With rare exception, grown-ups go on reality shows to win the game, take home the cash and, with any luck, parlay the attendant fame into some way of quitting their day job. And while it's unlikely that the youngest citizens of "Kid Nation" were specifically in it for the dough, a quick YouTube search suggests older kids might see things differently. In an audition video for the second season of "Kid Nation" (already in the works) a Seattle preteen sheepishly explains that part of her reason for wanting to be picked is "we're kind of in a situation of us needing money."
On YouTube you can also find a startlingly prescient parody cooked up by comedian Jamie Kennedy back in 2002. Addressing a group of parents, he poses as a producer of "Child Island," in which half a dozen kids get dropped on an island for 13 days with "no food and no fun." After being told several outrageous things, including "no one's going to push your kid off a cliff, but if it happens we'll shoot it," a few of the parents still appear to be entertaining the idea of putting their kids on the show. "If she gets bullied, is it OK if she hurts them back?" asks one father.
All this makes for a fascinating case study in the way "having big plans" for your kids may be changing.
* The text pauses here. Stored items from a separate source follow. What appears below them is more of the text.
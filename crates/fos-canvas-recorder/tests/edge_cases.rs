//! Edge case tests for fos-canvas-recorder
//!
//! Context binding, unsupported operations, literal formatting and idle
//! surfaces.

use fos_canvas_recorder::*;
use fos_dom::Document;

fn init_tracing() {
    let _ = tracing_subscriber::fmt()
        .with_env_filter(tracing_subscriber::EnvFilter::from_default_env())
        .with_test_writer()
        .try_init();
}

fn document_with(config: RecorderConfig) -> RecordingDocument<Document> {
    init_tracing();
    install_recorder_with_config(Document::default(), FixedPitchMeasurer::default(), config)
}

fn attached_canvas(doc: &mut RecordingDocument<Document>) -> Canvas {
    let element = doc.create_element("canvas");
    doc.host_mut().append(*element.node()).unwrap();
    element.as_canvas().unwrap().clone()
}

// ============================================================================
// CONTEXT BINDING TESTS
// ============================================================================

#[test]
fn test_context_type_is_locked() {
    let mut doc = document_with(RecorderConfig::default());
    let canvas = attached_canvas(&mut doc);

    let first = canvas.get_context_2d().unwrap();
    let again = canvas.get_context_2d().unwrap();
    assert!(first.same_context(&again));
    assert!(canvas.get_context("webgl").is_none());
    assert!(canvas.get_context("experimental-webgl").is_none());
}

#[test]
fn test_unlocked_context_returns_bound_context() {
    let mut doc = document_with(RecorderConfig::default().with_context_type_lock(false));
    let canvas = attached_canvas(&mut doc);

    canvas.get_context_webgl().unwrap();
    let context = canvas.get_context("2d").unwrap();
    assert_eq!(context.kind(), ContextKind::WebGl);
    assert_eq!(context.var_name(), "_cgl0");
}

#[test]
fn test_unknown_context_type() {
    let mut doc = document_with(RecorderConfig::default());
    let canvas = attached_canvas(&mut doc);

    assert!(canvas.get_context("bitmaprenderer").is_none());
    assert!(canvas.context().is_none());
    // an unknown type does not bind, so a later request still succeeds
    assert!(canvas.get_context_webgl().is_some());
}

#[test]
fn test_context_names_follow_canvas_index() {
    let mut doc = document_with(RecorderConfig::default());
    let a = attached_canvas(&mut doc);
    let b = attached_canvas(&mut doc);

    assert_eq!(b.get_context_webgl().unwrap().var_name(), "_cgl1");
    assert_eq!(a.get_context_2d().unwrap().var_name(), "_c0");
}

// ============================================================================
// UNSUPPORTED OPERATION TESTS
// ============================================================================

#[test]
fn test_unsupported_2d_calls_record_nothing() {
    let mut doc = document_with(RecorderConfig::default());
    let canvas = attached_canvas(&mut doc);
    let ctx = canvas.get_context_2d().unwrap();

    let err = ctx.get_image_data(0.0, 0.0, 1.0, 1.0).unwrap_err();
    assert_eq!(err.to_string(), "Not implemented: getImageData");
    assert!(ctx.is_point_in_path(0.0, 0.0).is_err());
    assert!(ctx.create_conic_gradient(0.0, 0.0, 0.0).is_err());
    assert!(ctx.get_transform().is_err());
    assert!(canvas.to_blob().is_err());

    assert!(ctx.statements().is_empty());
    assert_eq!(doc.assemble_script(), "");
}

#[test]
fn test_image_bitmap_cannot_be_drawn() {
    let mut doc = document_with(RecorderConfig::default());
    let ctx = attached_canvas(&mut doc).get_context_2d().unwrap();

    let bitmap = ImageBitmap { width: 4, height: 4 };
    let err = ctx.draw_image(&bitmap, 0.0, 0.0).unwrap_err();
    assert!(matches!(err, RecordError::NotImplemented(ref op) if op == "drawImage(\"ImageBitmap\")"));
    assert!(ctx.create_pattern(&bitmap, None).is_err());
    assert!(ctx.statements().is_empty());
    assert!(ctx.sources().is_empty());
}

#[test]
fn test_plain_element_cannot_be_drawn() {
    let mut doc = document_with(RecorderConfig::default());
    let ctx = attached_canvas(&mut doc).get_context_2d().unwrap();
    let div = doc.create_element("div");

    assert!(ctx.draw_image(&div, 0.0, 0.0).is_err());
    assert!(ctx.statements().is_empty());
}

#[test]
fn test_unsupported_webgl_calls_record_nothing() {
    let mut doc = document_with(RecorderConfig::default());
    let gl = attached_canvas(&mut doc).get_context_webgl().unwrap();
    let blend = gl.constant("ONE").unwrap();

    assert!(gl.blend_func(blend, blend).is_err());
    assert!(gl.get_error().is_err());
    assert!(gl.get_extension("OES_texture_float").is_none());
    assert!(gl.statements().is_empty());
}

// ============================================================================
// LITERAL FORMATTING TESTS
// ============================================================================

#[test]
fn test_text_escaping() {
    let mut doc = document_with(RecorderConfig::default());
    let ctx = attached_canvas(&mut doc).get_context_2d().unwrap();

    ctx.fill_text("a\\b", 0.0, 0.0);
    ctx.stroke_text("line\nbreak", 0.0, 0.0);
    ctx.set_font("12px 'Open Sans'");

    assert_eq!(
        ctx.statements(),
        vec![
            r"_c0.fillText('a\\b',0,0);",
            r"_c0.strokeText('line\nbreak',0,0);",
            r"_c0.font='12px \'Open Sans\'';",
        ]
    );
}

#[test]
fn test_number_formatting() {
    let mut doc = document_with(RecorderConfig::default());
    let ctx = attached_canvas(&mut doc).get_context_2d().unwrap();

    ctx.move_to(-0.0, 1.5);
    ctx.line_to(f64::NAN, f64::INFINITY);
    ctx.set_line_dash(&[4.0, 2.0]);

    assert_eq!(
        ctx.statements(),
        vec![
            "_c0.moveTo(0,1.5);",
            "_c0.lineTo(NaN,Infinity);",
            "_c0.setLineDash([4,2]);",
        ]
    );
}

#[test]
fn test_keyword_properties_round_trip() {
    let mut doc = document_with(RecorderConfig::default());
    let ctx = attached_canvas(&mut doc).get_context_2d().unwrap();

    assert_eq!(ctx.line_cap(), LineCap::Butt);
    ctx.set_line_cap(LineCap::Round);
    ctx.set_text_align(TextAlign::Center);
    ctx.set_global_composite_operation(CompositeOperation::Multiply);

    assert_eq!(ctx.line_cap(), LineCap::Round);
    assert_eq!(ctx.text_align(), TextAlign::Center);
    assert_eq!(
        ctx.statements(),
        vec![
            "_c0.lineCap='round';",
            "_c0.textAlign='center';",
            "_c0.globalCompositeOperation='multiply';",
        ]
    );
}

#[test]
fn test_webgl_unknown_enum_is_numeric() {
    let mut doc = document_with(RecorderConfig::default());
    let gl = attached_canvas(&mut doc).get_context_webgl().unwrap();

    gl.enable(0xDEAD);
    gl.clear(16640);
    assert_eq!(gl.statements(), vec!["_cgl0.enable(57005);", "_cgl0.clear(16640);"]);
}

#[test]
fn test_webgl_clear_frame_replays_by_name() {
    let mut doc = document_with(RecorderConfig::default());
    let gl = attached_canvas(&mut doc).get_context_webgl().unwrap();

    gl.clear_color(0.0, 0.0, 0.0, 1.0);
    gl.clear(gl.constant("COLOR_BUFFER_BIT").unwrap());

    assert_eq!(
        doc.assemble_script(),
        "const _cnvs0=document.getElementById('_cnvs0');\r\n\
         const _cgl0=_cnvs0.getContext('webgl');\r\n\
         _cgl0.clearColor(0,0,0,1);\r\n\
         _cgl0.clear(_cgl0.COLOR_BUFFER_BIT);\r\n"
    );
}

// ============================================================================
// SURFACE STATE TESTS
// ============================================================================

#[test]
fn test_text_content_tracks_drawn_text() {
    let mut doc = document_with(RecorderConfig::default());
    let canvas = attached_canvas(&mut doc);
    let ctx = canvas.get_context_2d().unwrap();

    ctx.fill_text("Hello", 0.0, 0.0);
    ctx.stroke_text("world", 0.0, 10.0);
    assert_eq!(canvas.text_content(), "Hello world");

    ctx.clear_rect(10.0, 10.0, 5.0, 5.0);
    assert_eq!(canvas.text_content(), "Hello world");

    ctx.clear_rect(0.0, 0.0, canvas.width() as f64, canvas.height() as f64);
    assert_eq!(canvas.text_content(), "");
}

#[test]
fn test_measure_text_uses_current_font() {
    let mut doc = document_with(RecorderConfig::default());
    let ctx = attached_canvas(&mut doc).get_context_2d().unwrap();

    let small = ctx.measure_text("abcd");
    ctx.set_font("20px monospace");
    let large = ctx.measure_text("abcd");

    assert!((large.width - small.width * 2.0).abs() < 1e-9);
    assert!(large.font_bounding_box_ascent > small.font_bounding_box_ascent);
}

#[test]
fn test_resized_canvas_reports_drawing_buffer() {
    let mut doc = document_with(RecorderConfig::default().with_canvas_size(64, 32));
    let canvas = attached_canvas(&mut doc);
    let gl = canvas.get_context_webgl().unwrap();

    assert_eq!((gl.drawing_buffer_width(), gl.drawing_buffer_height()), (64, 32));
    canvas.set_width(128);
    assert_eq!(gl.drawing_buffer_width(), 128);
}

// ============================================================================
// IDLE SURFACE TESTS
// ============================================================================

#[test]
fn test_idle_canvases_are_skipped() {
    let mut doc = document_with(RecorderConfig::default());
    let no_context = attached_canvas(&mut doc);
    let no_calls = attached_canvas(&mut doc);
    let busy = attached_canvas(&mut doc);

    let _ = no_context;
    no_calls.get_context_webgl().unwrap();
    busy.get_context_2d().unwrap().stroke();

    assert_eq!(
        doc.assemble_script(),
        "const _cnvs2=document.getElementById('_cnvs2');\r\n\
         const _c2=_cnvs2.getContext('2d');\r\n\
         _c2.stroke();\r\n"
    );
}

#[test]
fn test_idle_dependency_is_declared_only() {
    let mut doc = document_with(RecorderConfig::default());
    let blank = doc.create_element("canvas").as_canvas().unwrap().clone();
    let ctx = attached_canvas(&mut doc).get_context_2d().unwrap();
    ctx.draw_image(&blank, 0.0, 0.0).unwrap();

    assert_eq!(
        doc.assemble_script(),
        "const _cnvs0=document.createElement('canvas');\r\n\
         const _cnvs1=document.getElementById('_cnvs1');\r\n\
         const _c1=_cnvs1.getContext('2d');\r\n\
         _c1.drawImage(_cnvs0,0,0);\r\n"
    );
}

// ============================================================================
// IMAGE TESTS
// ============================================================================

#[test]
fn test_plain_image_source_is_quoted() {
    let mut doc = document_with(RecorderConfig::default());
    let img = doc.create_element("img");
    doc.host_mut().append(*img.node()).unwrap();
    let image = img.as_image().unwrap();

    image.set_src("sprite.png");
    assert_eq!(image.src(), "sprite.png");
    assert!(image.sources().is_empty());
    assert_eq!(
        doc.assemble_script(),
        "const _img0=document.getElementById('_img0');\r\n_img0.src='sprite.png';\r\n"
    );
}

#[test]
fn test_export_without_image_recording_is_placeholder() {
    let mut doc = document_with(RecorderConfig::default().with_image_recording(false));
    let canvas = attached_canvas(&mut doc);

    assert_eq!(canvas.to_data_url(), PLACEHOLDER_DATA_URL);
    assert_eq!(doc.create_element("img").kind(), &ElementKind::Other);
}

#[test]
fn test_onload_fires_when_src_already_set() {
    let mut doc = document_with(RecorderConfig::default());
    let image = doc.create_element("img").as_image().unwrap().clone();
    image.set_src("a.png");

    let count = std::rc::Rc::new(std::cell::Cell::new(0));
    let seen = count.clone();
    image.set_onload(move || seen.set(seen.get() + 1));
    assert_eq!(count.get(), 1);

    image.set_src("b.png");
    assert_eq!(count.get(), 2);
}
A few decades ago, these same folks might have been pushing their kids to win a science fair. But now that the culture of celebrity worship spans several generations, and because it's a biological imperative for parents to want for their children what they couldn't attain themselves, it makes perfect sense that some may want to see their kids on reality shows more than they want them becoming doctors.
Success, we're told these days, is not just about achievement but public (preferably televised) achievement. Parents who buy into this might be foolish, but they're also fiercely protecting their kids from the fate we've come to fear most: invisibility.